CLEVELAND—The U.S. Army has committed to investing up to $11 million to a research project aimed at developing new approaches to manufacturing high-performance polymer materials.

Peak Nanosystems LLC, through its wholly-owned subsidiary, PolymerPlus LLC, is partnering with Case Western Reserve University researchers and the U.S. Army Combat Capabilities Development Command’s Army Research Laboratory on the project. Their aim is to develop new manufacturing approaches for cutting-edge, cost-effective production of high-performance, lightweight polymeric materials, Peak Nanosystems said in a release.

The Army’s new five-year commitment awards $5.4 million—with the potential for up to $11 million—to Case Western Reserve, with a portion subcontracted to PolymerPlus. A portion of the funds will go to two other subcontractors, according to the Army’s award notice.

PolymerPlus, recently acquired in a multi-million-dollar deal by Texas-based Peak Nanosystems LLC, is the primary industry partner for the project. The company will develop and scale-up processing techniques for ultra-tough layered plastics, created in collaboration with the Case Western Reserve researchers.

“Our partnership with the U.S. Army and Case Western Reserve University to advance polymer research builds on a strong foundation of collaboration we have successfully developed with Case over the last few years,” said Chad Lewis, president of Peak Nanosystems, in a statement.

The teams will work with the U.S. Army Combat Capabilities Command’s Army Research Laboratory, in Aberdeen Proving Ground, Maryland, to help design components and new manufacturing approaches for high-performance composites, with potential applications in solider-borne and transportation protection systems and weapons.

“The ability of Peak Nanosystems to fabricate, at scale, promising polymeric materials combinations and processing conditions developed at Case Western Reserve University is key to delivering sufficient quantities for rigorous field testing at ARL,” said Gary E. Wnek, lead investigator on the project and chair of the Department of Macromolecular Science and Engineering at CWRU.

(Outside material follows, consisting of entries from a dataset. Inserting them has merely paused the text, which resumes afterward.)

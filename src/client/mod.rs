//! Daktela API v6 client
//!
//! # Overview
//!
//! - `DaktelaClient` - token login plus page-at-a-time collection access
//! - `TableFetcher` - lazy, finite fetcher over one filtered collection
//! - `Filter` / `Page` - wire-level types
//!
//! The fetcher is the memory-bounded piece: it yields one page of raw
//! records per call and retains nothing but the offset between calls, so a
//! multi-million-record table streams through a constant footprint. It is
//! not restartable; build a fresh one to re-read a window.

mod types;

pub use types::{encode_filters, Filter, Page};

use crate::error::{Error, Result};
use crate::http::{HttpClient, HttpClientConfig};
use crate::pagination::{OffsetPager, PageState};
use crate::types::{JsonValue, RawRecord};
use tracing::{debug, info};

/// Records per page unless configured otherwise
pub const DEFAULT_PAGE_SIZE: u32 = 1000;

/// Authenticated client for one Daktela instance
pub struct DaktelaClient {
    http: HttpClient,
    access_token: Option<String>,
}

impl DaktelaClient {
    /// Create a client for the given base URL with default HTTP settings
    pub fn new(base_url: &str) -> Self {
        let http = HttpClient::with_config(
            HttpClientConfig::builder()
                .base_url(base_url.trim_end_matches('/'))
                .build(),
        );
        Self::with_http(http)
    }

    /// Create a client over a pre-configured HTTP client
    pub fn with_http(http: HttpClient) -> Self {
        Self {
            http,
            access_token: None,
        }
    }

    /// Exchange credentials for an access token.
    ///
    /// Fails with an authentication error on any rejection; a token must be
    /// in hand before any collection is fetched.
    pub async fn login(&mut self, username: &str, password: &str) -> Result<()> {
        let params = vec![
            ("username".to_string(), username.to_string()),
            ("password".to_string(), password.to_string()),
            ("only_token".to_string(), "1".to_string()),
        ];

        let body: JsonValue = match self.http.post_json("api/v6/login.json", &params).await {
            Ok(body) => body,
            Err(Error::Request { status, body }) => {
                return Err(Error::auth(format!(
                    "Invalid response from the server (HTTP {status}): {body}. Make sure your credentials are correct."
                )));
            }
            Err(e) => return Err(e),
        };

        // The v6 API wraps the token in an object; older instances return it
        // as a bare string.
        let token = match body.get("result") {
            Some(JsonValue::String(token)) => Some(token.clone()),
            Some(JsonValue::Object(result)) => result
                .get("accessToken")
                .and_then(JsonValue::as_str)
                .map(ToString::to_string),
            _ => None,
        };

        match token {
            Some(token) if !token.is_empty() => {
                self.access_token = Some(token);
                info!("Successfully authenticated with the Daktela API");
                Ok(())
            }
            _ => Err(Error::auth("Token received was invalid or empty")),
        }
    }

    /// Check whether a login has succeeded
    pub fn is_authenticated(&self) -> bool {
        self.access_token.is_some()
    }

    /// Fetch one page of a collection
    pub(crate) async fn get_page(&self, path: &str, query: &[(String, String)]) -> Result<Page> {
        let mut query = query.to_vec();
        if let Some(token) = &self.access_token {
            query.push(("accessToken".to_string(), token.clone()));
        }

        let envelope: types::Envelope = self.http.get_json(path, &query).await?;
        Ok(envelope.into())
    }

    /// Lazy fetcher over one table endpoint
    pub fn fetch_table(
        &self,
        endpoint: &str,
        filters: &[Filter],
        fields: &[String],
        page_size: u32,
    ) -> TableFetcher<'_> {
        let mut base_query = Vec::new();
        if !filters.is_empty() {
            base_query.push(("filter".to_string(), encode_filters(filters)));
        }
        if !fields.is_empty() {
            base_query.push(("fields".to_string(), fields.join(",")));
        }

        TableFetcher {
            client: self,
            path: format!("api/v6/{endpoint}.json"),
            base_query,
            pager: OffsetPager::new(page_size),
            state: PageState::new(),
        }
    }

    /// Lazy fetcher over one parent record's child collection
    pub fn fetch_children(
        &self,
        parent_endpoint: &str,
        parent_id: &str,
        segment: &str,
        page_size: u32,
    ) -> TableFetcher<'_> {
        TableFetcher {
            client: self,
            path: format!("api/v6/{parent_endpoint}/{parent_id}/{segment}.json"),
            base_query: Vec::new(),
            pager: OffsetPager::new(page_size),
            state: PageState::new(),
        }
    }
}

impl std::fmt::Debug for DaktelaClient {
    fn fmt(&self, f: &mut std::fmt::Formatter<'_>) -> std::fmt::Result {
        f.debug_struct("DaktelaClient")
            .field("authenticated", &self.access_token.is_some())
            .finish_non_exhaustive()
    }
}

/// Lazy sequence of raw records over one collection.
///
/// Yields one page per call and keeps only the continuation offset between
/// calls. Finite: returns `None` once the collection is exhausted.
pub struct TableFetcher<'a> {
    client: &'a DaktelaClient,
    path: String,
    base_query: Vec<(String, String)>,
    pager: OffsetPager,
    state: PageState,
}

impl TableFetcher<'_> {
    /// Fetch the next page of records, or `None` when done
    pub async fn next_page(&mut self) -> Result<Option<Vec<RawRecord>>> {
        if self.state.done {
            return Ok(None);
        }

        let mut query = self.base_query.clone();
        query.extend(self.pager.params(&self.state));

        let page = self.client.get_page(&self.path, &query).await?;
        let count = page.records.len();
        self.pager.advance(&mut self.state, count, page.total);

        debug!(
            "Fetched page {} of {}: {count} records",
            self.state.pages, self.path
        );

        if count == 0 {
            return Ok(None);
        }
        Ok(Some(page.records))
    }

    /// Pagination progress so far
    pub fn state(&self) -> &PageState {
        &self.state
    }
}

The project was supported by two Ohio members of Congress, Rep. Marcy Kaptur (OH-09), and Rep. Tim Ryan (OH-13). Both are members of the House Appropriations Subcommittee on Defense. Kaptur noted Ohio’s “storied manufacturing legacy,” especially in regard to “research and development of products that support our national defense.”

“Partnerships such as this will carry that legacy forward,” she said, adding that she applauded the ingenuity of the scientists involved “as exemplars for future generations to understand how science can improve our weapons and armor systems to keep our service members safe.”

PolymerPlus (https://www.polymerplus.net/) was founded in 2010 by Dr. Eric Baer, Distinguished University Professor, founder of the Department of Macromolecular Science and Engineering and the National Science Foundation-funded Center for Layered Polymeric Systems, and Dr. Michael Ponting, pioneer in the field of nanolayered films.

Peak Nanosystems (https://www.peaknano.com/) works as a “commercialization engine for breakthrough nano-layered film technologies.” The company seeks to streamline the entire process, from nanotechnology research and innovation to rapid prototyping, manufacturing, capital, executive leadership, and distribution.